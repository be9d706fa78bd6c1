use anyhow::Result;
use log::{info, warn};
use std::path::Path;
use tokio::task::JoinHandle;

use crate::{
    cleanup::{self, SharedCleanupContext},
    install::RunContext,
    manifest::{
        MANIFEST_FILE, add_dependency_to_manifest, add_import_to_manifest, make_imports_file,
    },
    package::{PackageId, PackageSpec},
    runtime::Runtime,
};

pub mod config;
pub mod services;

use config::Config;
use services::{Manager, build_package_manager};

/// Install one package into the installation root, or every dependency of
/// the project when `spec` is `None`.
#[tracing::instrument(skip(runtime, config))]
pub async fn install<R: Runtime + Clone + 'static>(
    runtime: R,
    config: Config,
    spec: Option<&str>,
    auto_import: bool,
) -> Result<()> {
    let spec = spec.map(str::parse::<PackageSpec>).transpose()?;

    let cleanup_ctx = cleanup::new_shared();
    let manager = build_package_manager(runtime, &config, cleanup_ctx.clone())?;

    let ctrl_c_handler = spawn_interrupt_handler(cleanup_ctx);
    let result = run_install(&manager, &config, spec.as_ref(), auto_import).await;
    ctrl_c_handler.abort();

    end_run(&manager, &config);
    result
}

async fn run_install<R: Runtime + Clone + 'static>(
    manager: &Manager<R>,
    config: &Config,
    spec: Option<&PackageSpec>,
    auto_import: bool,
) -> Result<()> {
    let runtime = manager.runtime();
    let manifest_path = config.project_dir.join(MANIFEST_FILE);
    let mut ctx = RunContext::new();

    match spec {
        Some(spec) => {
            println!("Installing {}...", spec);
            let version = manager
                .specific_install(&mut ctx, &config.install_root, &spec.id, &spec.request)
                .await?;
            let range = match spec.request.as_range() {
                Some(range) => range.to_string(),
                None => format!("^{}", version),
            };
            add_dependency_to_manifest(runtime, &manifest_path, spec.id.as_str(), &range, None)?;
            println!("Package {}@{} installed", spec.id, version);
        }
        None => {
            println!("Installing dependencies of {:?}...", config.project_dir);
            manager
                .all_install(&mut ctx, &config.project_dir, &config.install_root)
                .await?;
            println!("All dependencies installed");
        }
    }

    let imports = make_imports_file(runtime, ctx.index_mut(), &config.install_root)?;
    if auto_import {
        let link = import_link(&config.project_dir, &imports);
        add_import_to_manifest(runtime, &manifest_path, &link)?;
        info!("Registered {} in {:?}", link, manifest_path);
    }
    Ok(())
}

/// Remove one package from the installation root. Packages depending on it stay.
#[tracing::instrument(skip(runtime, config))]
pub async fn remove<R: Runtime + Clone + 'static>(
    runtime: R,
    config: Config,
    package: &str,
) -> Result<()> {
    let id: PackageId = package.parse()?;
    let manager = build_package_manager(runtime, &config, cleanup::new_shared())?;
    let mut ctx = RunContext::new();

    let source = manager.remove_package_from(&mut ctx, &config.install_root, &id)?;
    println!("Removed {} from {:?}", id, source);

    make_imports_file(manager.runtime(), ctx.index_mut(), &config.install_root)?;
    Ok(())
}

/// Delete the package cache.
#[tracing::instrument(skip(runtime, config))]
pub async fn clean<R: Runtime + Clone + 'static>(runtime: R, config: Config) -> Result<()> {
    let manager = build_package_manager(runtime, &config, cleanup::new_shared())?;
    manager.cache().clear()?;
    println!("Cache {:?} cleared", config.cache_dir);
    Ok(())
}

fn spawn_interrupt_handler(cleanup_ctx: SharedCleanupContext) -> JoinHandle<()> {
    tokio::spawn(async move {
        if tokio::signal::ctrl_c().await.is_ok() {
            eprintln!("\nInterrupted, cleaning up...");
            cleanup::lock(&cleanup_ctx).cleanup();
            std::process::exit(130); // Standard exit code for Ctrl-C
        }
    })
}

/// The cache only lives for one run unless asked to keep it.
fn end_run<R: Runtime + Clone + 'static>(manager: &Manager<R>, config: &Config) {
    if config.keep_cache {
        return;
    }
    if let Err(e) = manager.cache().clear() {
        warn!("Failed to clear cache {:?}: {}", config.cache_dir, e);
    }
}

/// Path of the imports file as written into the project manifest: relative to
/// the project with `/` separators when possible, absolute otherwise.
fn import_link(project_dir: &Path, imports: &Path) -> String {
    match imports.strip_prefix(project_dir) {
        Ok(relative) => relative
            .components()
            .map(|c| c.as_os_str().to_string_lossy().into_owned())
            .collect::<Vec<_>>()
            .join("/"),
        Err(_) => imports.to_string_lossy().into_owned(),
    }
}
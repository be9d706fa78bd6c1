//! Process environment and well-known directories.

use anyhow::{Context, Result};
use std::env;
use std::path::PathBuf;

use super::RealRuntime;

impl RealRuntime {
    #[tracing::instrument(skip(self))]
    pub(crate) fn current_dir_impl(&self) -> Result<PathBuf> {
        env::current_dir().context("Failed to read current directory")
    }

    #[tracing::instrument(skip(self))]
    pub(crate) fn cache_dir_impl(&self) -> Option<PathBuf> {
        dirs::cache_dir()
    }

    #[tracing::instrument(skip(self))]
    pub(crate) fn temp_dir_impl(&self) -> PathBuf {
        env::temp_dir()
    }
}
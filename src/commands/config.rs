use anyhow::{Context, Result};
use log::debug;
use std::path::{Path, PathBuf};

use crate::repository::DEFAULT_REPO_SERVER;
use crate::runtime::Runtime;

/// Installation root created inside the project when none is given.
pub const DEFAULT_ROOT_DIR: &str = "_metamodel_";

const CACHE_DIR_NAME: &str = "archpkg";

/// Command line options that override the defaults.
#[derive(Debug, Clone, Default)]
pub struct ConfigOverrides {
    pub project: Option<PathBuf>,
    pub install_root: Option<PathBuf>,
    pub cache: Option<PathBuf>,
    pub repo_server: Option<String>,
    pub ca_cert: Option<PathBuf>,
    pub keep_cache: bool,
}

/// Settings of one command run, with every path made absolute.
#[derive(Debug, Clone, PartialEq)]
pub struct Config {
    pub project_dir: PathBuf,
    pub install_root: PathBuf,
    pub cache_dir: PathBuf,
    pub repo_server: String,
    pub ca_cert: Option<PathBuf>,
    pub keep_cache: bool,
}

impl Config {
    pub fn load<R: Runtime>(runtime: &R, overrides: ConfigOverrides) -> Result<Self> {
        let cwd = runtime
            .current_dir()
            .context("Failed to determine the current directory")?;

        let project_dir = match overrides.project {
            Some(path) => absolute(&cwd, path),
            None => cwd.clone(),
        };
        let install_root = match overrides.install_root {
            Some(path) => absolute(&cwd, path),
            None => project_dir.join(DEFAULT_ROOT_DIR),
        };
        let cache_dir = match overrides.cache {
            Some(path) => absolute(&cwd, path),
            None => runtime
                .cache_dir()
                .unwrap_or_else(|| runtime.temp_dir())
                .join(CACHE_DIR_NAME),
        };

        let config = Self {
            project_dir,
            install_root,
            cache_dir,
            repo_server: overrides
                .repo_server
                .unwrap_or_else(|| DEFAULT_REPO_SERVER.to_string()),
            ca_cert: overrides.ca_cert.map(|path| absolute(&cwd, path)),
            keep_cache: overrides.keep_cache,
        };
        debug!("Using configuration: {:?}", config);
        Ok(config)
    }
}

fn absolute(base: &Path, path: PathBuf) -> PathBuf {
    if path.is_absolute() {
        path
    } else {
        base.join(path)
    }
}
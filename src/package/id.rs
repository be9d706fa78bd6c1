use anyhow::{Result, bail};
use std::fmt;
use std::str::FromStr;

/// Package name in the repository namespace. Also the folder name under
/// the installation root and the cache, so it must be a single path component.
#[derive(Debug, Clone, PartialEq, Eq, Hash, PartialOrd, Ord)]
pub struct PackageId(String);

impl PackageId {
    pub fn as_str(&self) -> &str {
        &self.0
    }
}

impl FromStr for PackageId {
    type Err = anyhow::Error;

    fn from_str(s: &str) -> Result<Self, Self::Err> {
        if s.is_empty() {
            bail!("Package id cannot be empty");
        }
        if s.contains('@') {
            bail!(
                "Invalid package id '{}': '@' separates the version and cannot be part of the id",
                s
            );
        }
        if s.contains(['/', '\\']) {
            bail!("Invalid package id '{}': path separators are not allowed", s);
        }
        if s.starts_with('.') {
            bail!("Invalid package id '{}': ids cannot start with '.'", s);
        }
        if s.chars().any(|c| c.is_whitespace() || c.is_control()) {
            bail!("Invalid package id '{}': whitespace is not allowed", s);
        }
        Ok(PackageId(s.to_string()))
    }
}

impl fmt::Display for PackageId {
    fn fmt(&self, f: &mut fmt::Formatter<'_>) -> fmt::Result {
        f.write_str(&self.0)
    }
}

impl AsRef<str> for PackageId {
    fn as_ref(&self) -> &str {
        &self.0
    }
}

#[cfg(test)]
mod tests {
    use super::*;

    #[test]
    fn test_valid_ids() {
        for id in ["dochub", "dochub-core", "archimate_2.1", "core__", "x"] {
            assert_eq!(id.parse::<PackageId>().unwrap().as_str(), id);
        }
    }

    #[test]
    fn test_invalid_ids() {
        for id in ["", "a@1.0.0", "a/b", r"a\b", ".", "..", ".staging", "a b"] {
            assert!(id.parse::<PackageId>().is_err(), "{:?} should be rejected", id);
        }
    }

    #[test]
    fn test_display() {
        let id: PackageId = "dochub".parse().unwrap();
        assert_eq!(format!("{}", id), "dochub");
    }
}
//! YAML manifest document with the few edits the installer performs.
//!
//! Edits go through `serde_yaml::Mapping`, which keeps key order, so fields
//! the installer does not touch come back in their original position.
//! Comments are not preserved.

use anyhow::{Context, Result, anyhow};
use log::debug;
use serde_yaml::{Mapping, Value};
use std::path::Path;

use crate::runtime::Runtime;

use super::{PACKAGE_KEY, PackageMetadata, SubPackage};

const DEFAULT_PROJECT_MANIFEST: &str = "$package:\n  \".\":\n    version: 1.0.0\n";

#[derive(Debug, Clone, PartialEq)]
pub struct ManifestDocument {
    root: Mapping,
}

impl ManifestDocument {
    /// Parse manifest text. An empty document is an empty mapping.
    pub fn parse(text: &str) -> Result<Self> {
        let value: Value = serde_yaml::from_str(text).context("Failed to parse YAML")?;
        match value {
            Value::Null => Ok(Self {
                root: Mapping::new(),
            }),
            Value::Mapping(root) => Ok(Self { root }),
            other => Err(anyhow!(
                "Expected a mapping at the top of the manifest, found {}",
                kind_of(&other)
            )),
        }
    }

    /// Manifest used when a project has none yet.
    pub fn default_project() -> Self {
        Self::parse(DEFAULT_PROJECT_MANIFEST).unwrap_or_else(|_| Self {
            root: Mapping::new(),
        })
    }

    pub fn to_yaml_string(&self) -> Result<String> {
        serde_yaml::to_string(&self.root).context("Failed to serialize manifest")
    }

    /// Typed view of the `$package` key.
    pub fn package_metadata(&self) -> Result<PackageMetadata> {
        let packages = match self.root.get(PACKAGE_KEY) {
            Some(Value::Mapping(packages)) => packages,
            Some(other) => {
                return Err(anyhow!(
                    "{} must be a mapping, found {}",
                    PACKAGE_KEY,
                    kind_of(other)
                ));
            }
            None => return Err(anyhow!("missing {} key", PACKAGE_KEY)),
        };

        let mut metadata = PackageMetadata::new();
        for (id, body) in packages {
            let id = scalar_to_string(id)
                .ok_or_else(|| anyhow!("sub-package ids must be scalars"))?;
            metadata.insert(id.clone(), parse_sub_package(&id, body)?);
        }
        Ok(metadata)
    }

    /// Declare `package_id: range` on `this_package` (first declared sub-package
    /// when `None`). Returns whether the document changed.
    pub fn add_dependency(
        &mut self,
        package_id: &str,
        range: &str,
        this_package: Option<&str>,
    ) -> Result<bool> {
        if !self.root.contains_key(PACKAGE_KEY) {
            let this_package = this_package.unwrap_or(".");
            debug!(
                "No {} entry found. It will be created with package id {}",
                PACKAGE_KEY, this_package
            );
            let mut packages = Mapping::new();
            packages.insert(Value::from(this_package), Value::Mapping(Mapping::new()));
            self.root
                .insert(Value::from(PACKAGE_KEY), Value::Mapping(packages));
        }

        let packages = match self.root.get_mut(PACKAGE_KEY) {
            Some(Value::Mapping(packages)) => packages,
            _ => return Err(anyhow!("{} must be a mapping", PACKAGE_KEY)),
        };

        let this_package = match this_package {
            Some(id) => id.to_string(),
            None => packages
                .keys()
                .next()
                .and_then(scalar_to_string)
                .unwrap_or_else(|| ".".to_string()),
        };

        let body = packages
            .entry(Value::from(this_package.as_str()))
            .or_insert_with(|| Value::Mapping(Mapping::new()));
        if body.is_null() {
            *body = Value::Mapping(Mapping::new());
        }
        let body = body
            .as_mapping_mut()
            .ok_or_else(|| anyhow!("sub-package {} must be a mapping", this_package))?;

        let dependencies = body
            .entry(Value::from("dependencies"))
            .or_insert_with(|| Value::Mapping(Mapping::new()));
        if dependencies.is_null() {
            *dependencies = Value::Mapping(Mapping::new());
        }
        let dependencies = dependencies
            .as_mapping_mut()
            .ok_or_else(|| anyhow!("dependencies of {} must be a mapping", this_package))?;

        let current = dependencies.get(package_id).and_then(scalar_to_string);
        if current.as_deref() == Some(range) {
            return Ok(false);
        }
        dependencies.insert(Value::from(package_id), Value::from(range));
        Ok(true)
    }

    /// Append `link` to `imports` unless already listed. Returns whether the document changed.
    pub fn add_import(&mut self, link: &str) -> Result<bool> {
        let imports = self
            .root
            .entry(Value::from("imports"))
            .or_insert_with(|| Value::Sequence(Vec::new()));
        if imports.is_null() {
            *imports = Value::Sequence(Vec::new());
        }
        let imports = imports
            .as_sequence_mut()
            .ok_or_else(|| anyhow!("imports must be a list"))?;

        if imports.iter().any(|item| item.as_str() == Some(link)) {
            return Ok(false);
        }
        imports.push(Value::from(link));
        Ok(true)
    }
}

fn parse_sub_package(id: &str, body: &Value) -> Result<SubPackage> {
    let body = match body {
        Value::Null => return Ok(SubPackage::default()),
        Value::Mapping(body) => body,
        other => {
            return Err(anyhow!(
                "sub-package {} must be a mapping, found {}",
                id,
                kind_of(other)
            ));
        }
    };

    let version = body.get("version").and_then(scalar_to_string);

    let dependencies = match body.get("dependencies") {
        None | Some(Value::Null) => Vec::new(),
        Some(Value::Mapping(deps)) => deps
            .iter()
            .map(|(dep_id, range)| {
                let dep_id = scalar_to_string(dep_id)
                    .ok_or_else(|| anyhow!("dependency ids of {} must be scalars", id))?;
                // `null` range means any version
                let range = scalar_to_string(range).unwrap_or_default();
                Ok((dep_id, range))
            })
            .collect::<Result<Vec<_>>>()?,
        Some(other) => {
            return Err(anyhow!(
                "dependencies of {} must be a mapping, found {}",
                id,
                kind_of(other)
            ));
        }
    };

    Ok(SubPackage {
        version,
        dependencies,
    })
}

fn scalar_to_string(value: &Value) -> Option<String> {
    match value {
        Value::String(s) => Some(s.clone()),
        Value::Number(n) => Some(n.to_string()),
        Value::Bool(b) => Some(b.to_string()),
        _ => None,
    }
}

fn kind_of(value: &Value) -> &'static str {
    match value {
        Value::Null => "null",
        Value::Bool(_) => "a boolean",
        Value::Number(_) => "a number",
        Value::String(_) => "a string",
        Value::Sequence(_) => "a list",
        Value::Mapping(_) => "a mapping",
        Value::Tagged(_) => "a tagged value",
    }
}

/// Record a dependency in the manifest at `path`, creating the file when missing.
#[tracing::instrument(skip(runtime))]
pub fn add_dependency_to_manifest<R: Runtime>(
    runtime: &R,
    path: &Path,
    package_id: &str,
    range: &str,
    this_package: Option<&str>,
) -> Result<()> {
    let mut document = if runtime.exists(path) {
        ManifestDocument::parse(&runtime.read_to_string(path)?)
            .with_context(|| format!("Failed to parse manifest {:?}", path))?
    } else {
        ManifestDocument::default_project()
    };

    if document.add_dependency(package_id, range, this_package)? {
        debug!("Recording dependency {}: {} in {:?}", package_id, range, path);
        runtime.write(path, document.to_yaml_string()?.as_bytes())?;
    }
    Ok(())
}

/// Register `link` in the `imports` list of the manifest at `path`.
#[tracing::instrument(skip(runtime))]
pub fn add_import_to_manifest<R: Runtime>(runtime: &R, path: &Path, link: &str) -> Result<()> {
    let mut document = if runtime.exists(path) {
        ManifestDocument::parse(&runtime.read_to_string(path)?)
            .with_context(|| format!("Failed to parse manifest {:?}", path))?
    } else {
        ManifestDocument::default_project()
    };

    if document.add_import(link)? {
        debug!("Registering import {} in {:?}", link, path);
        runtime.write(path, document.to_yaml_string()?.as_bytes())?;
    }
    Ok(())
}
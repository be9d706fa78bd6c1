//! Dependency graph of the packages installed under one root.

use anyhow::Result;
use log::debug;
use std::collections::{HashMap, HashSet};
use std::path::Path;

use crate::error::PackageError;
use crate::index::InstalledIndex;
use crate::runtime::Runtime;

#[derive(Debug, Clone, PartialEq, Default)]
pub struct DependencyNode {
    pub id: String,
    /// Ids depending on this node.
    pub dependents: Vec<String>,
    /// Ids this node depends on, in declaration order.
    pub dependencies: Vec<String>,
}

/// Nodes for every sub-package declared or referenced under `root`, ordered
/// so that each node comes after all of its dependencies.
#[tracing::instrument(skip(runtime, index))]
pub fn build_graph<R: Runtime>(
    runtime: &R,
    index: &mut InstalledIndex,
    root: &Path,
) -> Result<Vec<DependencyNode>> {
    let mut builder = GraphBuilder::default();
    for entry in index.fetch(runtime, root)? {
        for (id, sub_package) in entry.metadata.iter() {
            builder.node(id);
            for (dependency, _) in &sub_package.dependencies {
                builder.edge(id, dependency);
            }
        }
    }
    builder.sort()
}

#[derive(Default)]
struct GraphBuilder {
    nodes: Vec<DependencyNode>,
    positions: HashMap<String, usize>,
}

impl GraphBuilder {
    fn node(&mut self, id: &str) -> usize {
        if let Some(&position) = self.positions.get(id) {
            return position;
        }
        self.nodes.push(DependencyNode {
            id: id.to_string(),
            ..Default::default()
        });
        let position = self.nodes.len() - 1;
        self.positions.insert(id.to_string(), position);
        position
    }

    fn edge(&mut self, from: &str, to: &str) {
        let from_position = self.node(from);
        let to_position = self.node(to);

        let from_node = &mut self.nodes[from_position];
        if !from_node.dependencies.iter().any(|d| d == to) {
            from_node.dependencies.push(to.to_string());
        }
        let to_node = &mut self.nodes[to_position];
        if !to_node.dependents.iter().any(|d| d == from) {
            to_node.dependents.push(from.to_string());
        }
    }

    /// Kahn's algorithm in rounds. Each round takes, in insertion order, every
    /// node whose dependencies were all taken in earlier rounds.
    fn sort(self) -> Result<Vec<DependencyNode>> {
        let mut remaining = self.nodes;
        let mut ordered: Vec<DependencyNode> = Vec::with_capacity(remaining.len());
        let mut done: HashSet<String> = HashSet::new();

        loop {
            let (ready, blocked): (Vec<_>, Vec<_>) = remaining
                .into_iter()
                .partition(|node| node.dependencies.iter().all(|d| done.contains(d)));
            remaining = blocked;

            if ready.is_empty() {
                break;
            }
            debug!(
                "Graph round: {:?}",
                ready.iter().map(|n| n.id.as_str()).collect::<Vec<_>>()
            );
            done.extend(ready.iter().map(|node| node.id.clone()));
            ordered.extend(ready);
        }

        if !remaining.is_empty() {
            return Err(PackageError::CyclicDependency {
                packages: remaining.into_iter().map(|node| node.id).collect(),
            }
            .into());
        }
        Ok(ordered)
    }
}
use crate::runtime::Runtime;
use anyhow::{Context, Result, anyhow};
use log::{debug, info};
use std::io::Read;
use std::path::Path;
use zip::ZipArchive;

use super::{ArchiveExtractor, strip_top_level};

const ZIP_MAGIC: [u8; 2] = *b"PK";

/// Extractor for .zip archives
pub struct ZipExtractor;

impl ArchiveExtractor for ZipExtractor {
    fn can_handle(&self, header: &[u8]) -> bool {
        header.starts_with(&ZIP_MAGIC)
    }

    fn extract<R: Runtime + 'static>(
        &self,
        runtime: &R,
        archive_path: &Path,
        extract_to: &Path,
    ) -> Result<()> {
        debug!("Extracting zip archive to {:?}...", extract_to);
        let file = runtime
            .open(archive_path)
            .with_context(|| format!("Failed to open archive at {:?}", archive_path))?;

        // zip crate requires Read + Seek, but Runtime::open returns Box<dyn Read + Send>
        let mut buffer = Vec::new();
        let mut reader = file;
        reader
            .read_to_end(&mut buffer)
            .with_context(|| format!("Failed to read archive {:?}", archive_path))?;
        let cursor = std::io::Cursor::new(buffer);

        let mut archive = ZipArchive::new(cursor).with_context(|| "Failed to parse ZIP archive")?;

        runtime.create_dir_all(extract_to)?;

        let mut extracted = 0usize;
        for i in 0..archive.len() {
            let mut entry = archive
                .by_index(i)
                .with_context(|| format!("Failed to read ZIP entry {}", i))?;

            let Some(entry_path) = entry.enclosed_name() else {
                debug!("Skipping entry with invalid path");
                continue;
            };
            let Some(relative) = strip_top_level(&entry_path) else {
                debug!("Skipping entry {:?}", entry_path);
                continue;
            };
            let full_path = extract_to.join(&relative);

            if entry.is_dir() {
                runtime.create_dir_all(&full_path)?;
            } else {
                if let Some(parent) = full_path.parent() {
                    runtime.create_dir_all(parent)?;
                }
                let mut dest_file = runtime.create_file(&full_path)?;
                std::io::copy(&mut entry, &mut dest_file)
                    .with_context(|| format!("Failed to extract file {:?}", full_path))?;
                drop(dest_file);

                // Set file permissions from archive metadata (Unix only)
                #[cfg(unix)]
                if let Some(mode) = entry.unix_mode()
                    && let Err(e) = runtime.set_permissions(&full_path, mode)
                {
                    debug!("Failed to set permissions on {:?}: {}", full_path, e);
                }
                extracted += 1;
            }
        }

        if extracted == 0 {
            return Err(anyhow!("Archive appears to be empty."));
        }

        info!("Extraction complete.");
        Ok(())
    }
}
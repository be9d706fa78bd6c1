use anyhow::{Result, bail};
use std::path::{Path, PathBuf};

use crate::error::PackageError;
use crate::index::InstalledIndex;
use crate::package::PackageId;

/// Longest chain of nested dependency resolutions in one run.
pub const MAX_RESOLUTION_DEPTH: usize = 64;

/// State of one command run: the installed index and the packages whose
/// resolution is in progress.
#[derive(Debug, Default)]
pub struct RunContext {
    index: InstalledIndex,
    in_flight: Vec<(PathBuf, PackageId)>,
}

impl RunContext {
    pub fn new() -> Self {
        Self::default()
    }

    pub fn index(&self) -> &InstalledIndex {
        &self.index
    }

    pub fn index_mut(&mut self) -> &mut InstalledIndex {
        &mut self.index
    }

    /// Mark `(root, id)` as being resolved. Re-entering a pair that is already
    /// being resolved is a dependency cycle.
    pub(crate) fn enter(&mut self, root: &Path, id: &PackageId) -> Result<()> {
        if let Some(start) = self
            .in_flight
            .iter()
            .position(|(r, i)| r == root && i == id)
        {
            let packages = self.in_flight[start..]
                .iter()
                .map(|(_, id)| id.to_string())
                .collect();
            return Err(PackageError::CyclicDependency { packages }.into());
        }
        if self.in_flight.len() >= MAX_RESOLUTION_DEPTH {
            bail!(
                "Dependency chain of {} is deeper than {} packages",
                id,
                MAX_RESOLUTION_DEPTH
            );
        }
        self.in_flight.push((root.to_path_buf(), id.clone()));
        Ok(())
    }

    pub(crate) fn leave(&mut self) {
        self.in_flight.pop();
    }

    pub fn depth(&self) -> usize {
        self.in_flight.len()
    }
}
//! Service factory for building the engine from a [`Config`].
//!
//! Construction of the HTTP client, registry client, downloader and cache is
//! kept out of the configuration itself. Services are built from its values.

use anyhow::{Context, Result};
use log::debug;
use reqwest::{Certificate, Client};
use std::path::Path;

use crate::{
    cache::CacheManager,
    cleanup::SharedCleanupContext,
    download::HttpDownloader,
    http::HttpClient,
    install::PackageManager,
    repository::RegistryClient,
    runtime::Runtime,
};

use super::config::Config;

const USER_AGENT: &str = "archpkg-cli";

/// Package manager wired to the registry and the HTTP downloader.
pub type Manager<R> = PackageManager<R, RegistryClient, HttpDownloader<R>>;

/// Build an HTTP client, trusting the extra CA certificate if one is given
pub fn build_http_client<R: Runtime>(runtime: &R, ca_cert: Option<&Path>) -> Result<HttpClient> {
    let mut builder = Client::builder().user_agent(USER_AGENT);

    if let Some(path) = ca_cert {
        let pem = runtime
            .read_to_string(path)
            .with_context(|| format!("Failed to read CA certificate {:?}", path))?;
        let certificate = Certificate::from_pem(pem.as_bytes())
            .with_context(|| format!("Invalid CA certificate {:?}", path))?;
        builder = builder.add_root_certificate(certificate);
        debug!("HTTP client trusts extra CA certificate {:?}", path);
    }

    Ok(HttpClient::new(builder.build()?))
}

/// Build the registry client from configuration
pub fn build_registry(http_client: HttpClient, config: &Config) -> Result<RegistryClient> {
    RegistryClient::new(http_client, &config.repo_server)
}

/// Build the package manager and everything it depends on
pub fn build_package_manager<R: Runtime + Clone + 'static>(
    runtime: R,
    config: &Config,
    cleanup_ctx: SharedCleanupContext,
) -> Result<Manager<R>> {
    let http_client = build_http_client(&runtime, config.ca_cert.as_deref())?;
    let registry = build_registry(http_client.clone(), config)?;
    let downloader = HttpDownloader::new(runtime.clone(), http_client, cleanup_ctx.clone());
    let cache = CacheManager::new(
        runtime.clone(),
        downloader,
        config.cache_dir.clone(),
        cleanup_ctx,
    );
    Ok(PackageManager::new(runtime, registry, cache))
}

#[cfg(test)]
mod tests {
    use super::*;
    use crate::cleanup;
    use crate::runtime::{MockRuntime, RealRuntime};
    use mockito::{Matcher, Server};
    use std::path::PathBuf;

    fn config(repo_server: &str) -> Config {
        Config {
            project_dir: PathBuf::from("/work"),
            install_root: PathBuf::from("/work/_metamodel_"),
            cache_dir: PathBuf::from("/cache/archpkg"),
            repo_server: repo_server.to_string(),
            ca_cert: None,
            keep_cache: false,
        }
    }

    #[tokio::test]
    async fn test_build_http_client_sets_user_agent() {
        let mut server = Server::new_async().await;

        let mock = server
            .mock("GET", "/")
            .match_header("User-Agent", Matcher::Exact(USER_AGENT.to_string()))
            .with_body("{}")
            .create_async()
            .await;

        let http_client = build_http_client(&MockRuntime::new(), None).unwrap();
        let _: serde_json::Value = http_client
            .get_json_with(&server.url(), None, None)
            .await
            .unwrap();

        mock.assert_async().await;
    }

    #[test]
    fn test_build_http_client_missing_certificate() {
        let mut runtime = MockRuntime::new();
        runtime
            .expect_read_to_string()
            .returning(|_| Err(anyhow::anyhow!("No such file")));

        let err = build_http_client(&runtime, Some(Path::new("/etc/ca.pem"))).unwrap_err();
        assert!(err.to_string().contains("Failed to read CA certificate"));
    }

    #[test]
    fn test_build_package_manager() {
        let manager = build_package_manager(
            RealRuntime,
            &config(crate::repository::DEFAULT_REPO_SERVER),
            cleanup::new_shared(),
        )
        .unwrap();
        assert_eq!(manager.cache().cache_root(), Path::new("/cache/archpkg"));
    }

    #[test]
    fn test_build_package_manager_invalid_server() {
        let result = build_package_manager(RealRuntime, &config("::"), cleanup::new_shared());
        assert!(result.is_err());
    }
}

_WHAT THE EXERCISE ASKS:_ Look above for the line with "Ok(ordered)" and the line with "let file = runtime". Retype those two lines and every line between them exactly, adding nothing.

_RESPONSE TO THE TASK:_
        Ok(ordered)
    }
}
use crate::runtime::Runtime;
use anyhow::{Context, Result, anyhow};
use log::{debug, info};
use std::io::Read;
use std::path::Path;
use zip::ZipArchive;

use super::{ArchiveExtractor, strip_top_level};

const ZIP_MAGIC: [u8; 2] = *b"PK";

/// Extractor for .zip archives
pub struct ZipExtractor;

impl ArchiveExtractor for ZipExtractor {
    fn can_handle(&self, header: &[u8]) -> bool {
        header.starts_with(&ZIP_MAGIC)
    }

    fn extract<R: Runtime + 'static>(
        &self,
        runtime: &R,
        archive_path: &Path,
        extract_to: &Path,
    ) -> Result<()> {
        debug!("Extracting zip archive to {:?}...", extract_to);
        let file = runtime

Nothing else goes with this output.